=== WHAT YOU NEED TO DO ===
The required output is every entry, printed exactly as written.

=== AVAILABLE DATA ===
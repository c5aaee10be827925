//! Ctrl-C handling

use std::thread;

use anki_core::CancellationToken;

/// Cancel `token` on the first Ctrl-C.
///
/// Runs a single-threaded tokio runtime on a detached thread that only waits
/// for the signal. Remote calls already in flight finish normally.
pub fn cancel_on_interrupt(token: CancellationToken) {
    let spawned = thread::Builder::new()
        .name("interrupt".to_string())
        .spawn(move || {
            let runtime = match tokio::runtime::Builder::new_current_thread()
                .enable_all()
                .build()
            {
                Ok(runtime) => runtime,
                Err(e) => {
                    tracing::warn!(error = %e, "Interrupt handling unavailable");
                    return;
                }
            };

            runtime.block_on(async {
                match tokio::signal::ctrl_c().await {
                    Ok(()) => {
                        tracing::warn!("Interrupted; waiting for in-flight requests to finish");
                        token.cancel();
                    }
                    Err(e) => tracing::warn!(error = %e, "Failed to listen for Ctrl-C"),
                }
            });
        });

    if let Err(e) = spawned {
        tracing::warn!(error = %e, "Interrupt handling unavailable");
    }
}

=== RESPONSE BELOW ===
repository c5aaee10be827925
//! Ctrl-C handling

use std::thread;

use anki_core::CancellationToken;

/// Cancel `token` on the first Ctrl-C.
///
/// Runs a single-threaded tokio runtime on a detached thread that only waits
/// for the signal. Remote calls already in flight finish normally.
pub fn cancel_on_interrupt(token: CancellationToken) {
    let spawned = thread::Builder::new()
        .name("interrupt".to_string())
        .spawn(move || {
            let runtime = match tokio::runtime::Builder::new_current_thread()
                .enable_all()
                .build()
            {
                Ok(runtime) => runtime,
                Err(e) => {
                    tracing::warn!(error = %e, "Interrupt handling unavailable");
                    return;
                }
            };

            runtime.block_on(async {
                match tokio::signal::ctrl_c().await {
                    Ok(()) => {
                        tracing::warn!("Interrupted; waiting for in-flight requests to finish");
                        token.cancel();
                    }
                    Err(e) => tracing::warn!(error = %e, "Failed to listen for Ctrl-C"),
                }
            });
        });

    if let Err(e) = spawned {
        tracing::warn!(error = %e, "Interrupt handling unavailable");
    }
}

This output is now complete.